Apa yang menyebabkan jerawat setelah pubertas?

Jerawat setelah masa pubertas biasanya disebut sebagai jerawat, penyebabnya mungkin terkait dengan faktor-faktor seperti sekresi kelenjar sebaceous yang berlebihan, keratinisasi abnormal pada bukaan kelenjar sebaceous folikel, dan infeksi Propionibacterium acnes, sementara itu, pasien juga harus menyingkirkan penyakit atau penyebab lainnya.
1. Sekresi kelenjar sebaceous yang berlebihan: Umumnya, tingkat sekresi hormon dalam tubuh banyak berubah selama masa pubertas, sehingga masa pubertas adalah masa yang paling sering timbulnya jerawat, tetapi makan makanan berminyak dalam jangka panjang, begadang, dan stres yang berlebihan juga dapat menyebabkan sekresi kelenjar sebaceous yang berlebihan.

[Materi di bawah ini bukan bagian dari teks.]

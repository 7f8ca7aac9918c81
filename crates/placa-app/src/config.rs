//! Configuration management for placa-scan
//!
//! Config stored at: ~/.config/placa-scan/config.json

use placa_types::{ConfigError, OutputFormat, Result};
use serde::{Deserialize, Serialize};
use std::path::PathBuf;

/// Application configuration
#[derive(Debug, Clone, Serialize, Deserialize)]
pub struct Config {
    /// Command for the specialized plate-recognition engine
    #[serde(default)]
    pub plate_engine_command: Option<String>,

    /// Command for the general-purpose OCR fallback engine
    #[serde(default)]
    pub ocr_engine_command: Option<String>,

    /// Minimum confidence for automatic validation (0.0-1.0)
    #[serde(default = "default_confidence_threshold")]
    pub confidence_threshold: f64,

    /// Upper bound on a single engine call, in milliseconds
    #[serde(default = "default_engine_timeout_ms")]
    pub engine_timeout_ms: u64,

    /// Normalize regions before the fallback engine
    #[serde(default = "default_true")]
    pub preprocess_fallback: bool,

    /// Default output format (json, table)
    #[serde(default = "default_output_format")]
    pub output_format: OutputFormat,

    /// Detection store directory override
    #[serde(default)]
    pub store_dir: Option<PathBuf>,
}

fn default_confidence_threshold() -> f64 {
    0.60
}

fn default_engine_timeout_ms() -> u64 {
    10_000
}

fn default_output_format() -> OutputFormat {
    OutputFormat::Table
}

fn default_true() -> bool {
    true
}

impl Default for Config {
    fn default() -> Self {
        Self {
            plate_engine_command: None,
            ocr_engine_command: None,
            confidence_threshold: default_confidence_threshold(),
            engine_timeout_ms: default_engine_timeout_ms(),
            preprocess_fallback: true,
            output_format: default_output_format(),
            store_dir: None,
        }
    }
}

impl Config {
    /// Get the config directory path
    pub fn config_dir() -> Result<PathBuf> {
        let config_dir = dirs::config_dir()
            .ok_or(ConfigError::NotFound)?
            .join("placa-scan");
        Ok(config_dir)
    }

    /// Get the config file path
    pub fn config_path() -> Result<PathBuf> {
        Ok(Self::config_dir()?.join("config.json"))
    }

    /// Get the detection store directory
    pub fn store_dir(&self) -> Result<PathBuf> {
        if let Some(ref dir) = self.store_dir {
            return Ok(dir.clone());
        }

        let data_dir = dirs::data_dir()
            .ok_or(ConfigError::NotFound)?
            .join("placa-scan");
        Ok(data_dir)
    }

    /// Load config from file, or create default
    pub fn load() -> Result<Self> {
        let path = Self::config_path()?;

        if path.exists() {
            let content = std::fs::read_to_string(&path)?;
            let config: Config = serde_json::from_str(&content)?;
            Ok(config)
        } else {
            Ok(Config::default())
        }
    }

    /// Save config to file
    pub fn save(&self) -> Result<()> {
        let path = Self::config_path()?;

        if let Some(parent) = path.parent() {
            std::fs::create_dir_all(parent)?;
        }

        let content = serde_json::to_string_pretty(self)?;
        std::fs::write(&path, content)?;
        Ok(())
    }
}

impl std::fmt::Display for Config {
    fn fmt(&self, f: &mut std::fmt::Formatter<'_>) -> std::fmt::Result {
        writeln!(f, "Placa Scan Configuration")?;
        writeln!(f, "========================")?;
        writeln!(f)?;
        writeln!(
            f,
            "Plate engine:    {}",
            self.plate_engine_command.as_deref().unwrap_or("(not set)")
        )?;
        writeln!(
            f,
            "OCR fallback:    {}",
            self.ocr_engine_command.as_deref().unwrap_or("(not set)")
        )?;
        writeln!(f, "Threshold:       {:.2}", self.confidence_threshold)?;
        writeln!(f, "Engine timeout:  {} ms", self.engine_timeout_ms)?;
        writeln!(f, "Preprocess:      {}", self.preprocess_fallback)?;
        writeln!(f, "Output format:   {}", self.output_format)?;
        writeln!(
            f,
            "Store dir:       {}",
            self.store_dir()
                .map(|p| p.display().to_string())
                .unwrap_or_else(|_| "(error)".to_string())
        )?;

        if let Ok(path) = Self::config_path() {
            writeln!(f)?;
            writeln!(f, "Config file:     {}", path.display())?;
        }

        Ok(())
    }
}

#[cfg(test)]
mod tests {
    use super::*;

    #[test]
    fn test_defaults() {
        let config = Config::default();
        assert!(config.plate_engine_command.is_none());
        assert!((config.confidence_threshold - 0.60).abs() < f64::EPSILON);
        assert_eq!(config.engine_timeout_ms, 10_000);
        assert!(config.preprocess_fallback);
        assert_eq!(config.output_format, OutputFormat::Table);
    }

    #[test]
    fn test_missing_fields_take_defaults() {
        let config: Config = serde_json::from_str("{}").unwrap();
        assert!((config.confidence_threshold - 0.60).abs() < f64::EPSILON);
        assert!(config.preprocess_fallback);
    }

    #[test]
    fn test_roundtrip() {
        let mut config = Config::default();
        config.plate_engine_command = Some("plate-ocr --model fast".to_string());
        config.confidence_threshold = 0.75;

        let json = serde_json::to_string(&config).unwrap();
        let back: Config = serde_json::from_str(&json).unwrap();
        assert_eq!(
            back.plate_engine_command.as_deref(),
            Some("plate-ocr --model fast")
        );
        assert!((back.confidence_threshold - 0.75).abs() < f64::EPSILON);
    }
}
//! Domain services

pub mod corrector;
pub mod report_builder;

pub use corrector::{correct, CorrectedCandidate};
pub use report_builder::{aggregate, ReportAccumulator};
//! Period report aggregation
//!
//! A commutative fold over detection records: counts and sums only, so
//! partial accumulators built in parallel can be merged before the final
//! report is rendered. Performs no I/O.

use std::collections::{BTreeMap, HashMap};

use chrono::Timelike;
use placa_types::{
    DetectionErrorKind, ErrorBreakdownEntry, HourlyBucket, OcrPeriodReport, PlateDetectionRecord,
    ReportRange,
};

/// Running sums for an optional metric; absent values are excluded from
/// both numerator and denominator, never counted as zero.
#[derive(Debug, Clone, Copy, Default)]
struct MeanAcc {
    sum: f64,
    count: usize,
}

impl MeanAcc {
    fn push(&mut self, value: Option<f64>) {
        if let Some(v) = value {
            self.sum += v;
            self.count += 1;
        }
    }

    fn merge(&mut self, other: MeanAcc) {
        self.sum += other.sum;
        self.count += other.count;
    }

    fn mean(&self) -> Option<f64> {
        if self.count == 0 {
            None
        } else {
            Some(self.sum / self.count as f64)
        }
    }
}

#[derive(Debug, Clone, Default)]
struct ErrorGroup {
    count: usize,
    confidence: MeanAcc,
    example_text: Option<String>,
}

#[derive(Debug, Clone, Default)]
struct HourAcc {
    count: usize,
    validated: usize,
    confidence: MeanAcc,
}

/// Accumulator for one period report
#[derive(Debug, Clone, Default)]
pub struct ReportAccumulator {
    total_detected: usize,
    total_validated: usize,
    total_errored: usize,
    confidence: MeanAcc,
    processing: MeanAcc,
    errors: HashMap<DetectionErrorKind, ErrorGroup>,
    hours: BTreeMap<u32, HourAcc>,
}

impl ReportAccumulator {
    pub fn new() -> Self {
        Self::default()
    }

    /// Fold one record into the accumulator
    pub fn fold(&mut self, record: &PlateDetectionRecord) {
        self.total_detected += 1;
        if record.is_validated() {
            self.total_validated += 1;
        }
        if record.is_errored() {
            self.total_errored += 1;
        }

        self.confidence.push(record.confidence);
        self.processing.push(Some(record.processing_time_ms as f64));

        if let Some(kind) = record.error_kind {
            let group = self.errors.entry(kind).or_default();
            group.count += 1;
            group.confidence.push(record.confidence);
            if group.example_text.is_none() {
                group.example_text = record.raw_text.clone();
            }
        }

        let hour = self.hours.entry(record.detected_at.hour()).or_default();
        hour.count += 1;
        if record.is_validated() {
            hour.validated += 1;
        }
        hour.confidence.push(record.confidence);
    }

    /// Combine a partial accumulator computed elsewhere.
    ///
    /// Counts and sums are commutative; the example text keeps the left
    /// side's sample when both carry one.
    pub fn merge(&mut self, other: ReportAccumulator) {
        self.total_detected += other.total_detected;
        self.total_validated += other.total_validated;
        self.total_errored += other.total_errored;
        self.confidence.merge(other.confidence);
        self.processing.merge(other.processing);

        for (kind, group) in other.errors {
            let entry = self.errors.entry(kind).or_default();
            entry.count += group.count;
            entry.confidence.merge(group.confidence);
            if entry.example_text.is_none() {
                entry.example_text = group.example_text;
            }
        }

        for (hour, acc) in other.hours {
            let entry = self.hours.entry(hour).or_default();
            entry.count += acc.count;
            entry.validated += acc.validated;
            entry.confidence.merge(acc.confidence);
        }
    }

    /// Render the accumulated state into a report
    pub fn finish(self) -> OcrPeriodReport {
        let accuracy_percent = ratio_percent(self.total_validated, self.total_detected);

        let mut error_breakdown: Vec<ErrorBreakdownEntry> = self
            .errors
            .into_iter()
            .map(|(kind, group)| ErrorBreakdownEntry {
                kind,
                count: group.count,
                avg_confidence: group.confidence.mean(),
                example_text: group.example_text,
            })
            .collect();
        error_breakdown.sort_by(|a, b| b.count.cmp(&a.count));

        let hourly_buckets = self
            .hours
            .into_iter()
            .map(|(hour, acc)| HourlyBucket {
                hour: format!("{:02}:00", hour),
                count: acc.count,
                accuracy_percent: ratio_percent(acc.validated, acc.count),
                avg_confidence: acc.confidence.mean(),
            })
            .collect();

        OcrPeriodReport {
            total_detected: self.total_detected,
            total_validated: self.total_validated,
            total_errored: self.total_errored,
            accuracy_percent,
            avg_confidence: self.confidence.mean(),
            avg_processing_time_ms: self.processing.mean(),
            error_breakdown,
            hourly_buckets,
        }
    }
}

fn ratio_percent(part: usize, whole: usize) -> f64 {
    if whole == 0 {
        0.0
    } else {
        part as f64 / whole as f64 * 100.0
    }
}

/// Aggregate the records falling inside the closed range into a report
pub fn aggregate<'a, I>(records: I, range: &ReportRange) -> OcrPeriodReport
where
    I: IntoIterator<Item = &'a PlateDetectionRecord>,
{
    let mut acc = ReportAccumulator::new();
    for record in records {
        if range.contains(record.detected_at) {
            acc.fold(record);
        }
    }
    acc.finish()
}
//! Core types for plate detection and reporting

mod error;
mod record;
mod report;
mod wire;

pub use error::*;
pub use record::*;
pub use report::*;
pub use wire::*;

use clap::ValueEnum;
use serde::{Deserialize, Serialize};

/// Output format for results
#[derive(Clone, Copy, Debug, Default, PartialEq, Eq, ValueEnum, Serialize, Deserialize)]
#[serde(rename_all = "lowercase")]
pub enum OutputFormat {
    #[default]
    Table,
    Json,
}

impl std::fmt::Display for OutputFormat {
    fn fmt(&self, f: &mut std::fmt::Formatter<'_>) -> std::fmt::Result {
        match self {
            OutputFormat::Table => write!(f, "table"),
            OutputFormat::Json => write!(f, "json"),
        }
    }
}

2. Keratinisasi abnormal pada bukaan kelenjar sebaceous: Keratinisasi abnormal pada sel-sel di bukaan kelenjar sebaceous pada folikel rambut dapat menyebabkan penyempitan saluran kelenjar sebaceous, atau bahkan penyumbatan, sehingga meningkatkan kemungkinan pembentukan jerawat.
3. Infeksi Propionibacterium acnes: Organisme penyebab jerawat terutama adalah Propionibacterium acnes, dan kekebalan tubuh yang rendah dapat dengan mudah mendorong Propionibacterium acnes anaerob dan oleofilik untuk berkembang biak secara lokal, sehingga menyebabkan infeksi.

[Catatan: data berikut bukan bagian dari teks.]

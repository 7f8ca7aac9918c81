//! Image normalization before the fallback OCR pass
//!
//! General-purpose OCR engines read low-contrast plate crops poorly;
//! grayscale conversion plus contrast stretch and a light blur to knock
//! down sensor noise measurably improves their hit rate.

use std::io::Cursor;

use image::ImageFormat;
use tracing::debug;

use placa_types::Result;

/// Contrast boost applied before the fallback engine
const CONTRAST_BOOST: f32 = 32.0;

/// Gaussian sigma for denoising
const DENOISE_SIGMA: f32 = 0.8;

/// Re-encode the image region as a normalized grayscale PNG
pub fn enhance_for_ocr(image_bytes: &[u8]) -> Result<Vec<u8>> {
    let img = image::load_from_memory(image_bytes)?;

    debug!(
        width = img.width(),
        height = img.height(),
        "normalizing region for fallback OCR"
    );

    let enhanced = img
        .grayscale()
        .adjust_contrast(CONTRAST_BOOST)
        .blur(DENOISE_SIGMA);

    let mut out = Cursor::new(Vec::new());
    enhanced.write_to(&mut out, ImageFormat::Png)?;
    Ok(out.into_inner())
}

4. Penyakit atau penyebab lain: pasien perlu mengesampingkan adanya paparan pekerjaan, seperti apakah terpapar tar batubara, aspal, dan bahan kimia lainnya dalam jangka panjang; pasien wanita perlu mengesampingkan apakah mereka menderita sindrom ovarium polikistik dan penyakit lainnya.
Disarankan agar pasien yang berjerawat setelah masa pubertas harus pergi ke rumah sakit secara teratur untuk menerima perawatan standar setelah penyebab jerawat diklarifikasi di bawah bimbingan dokter.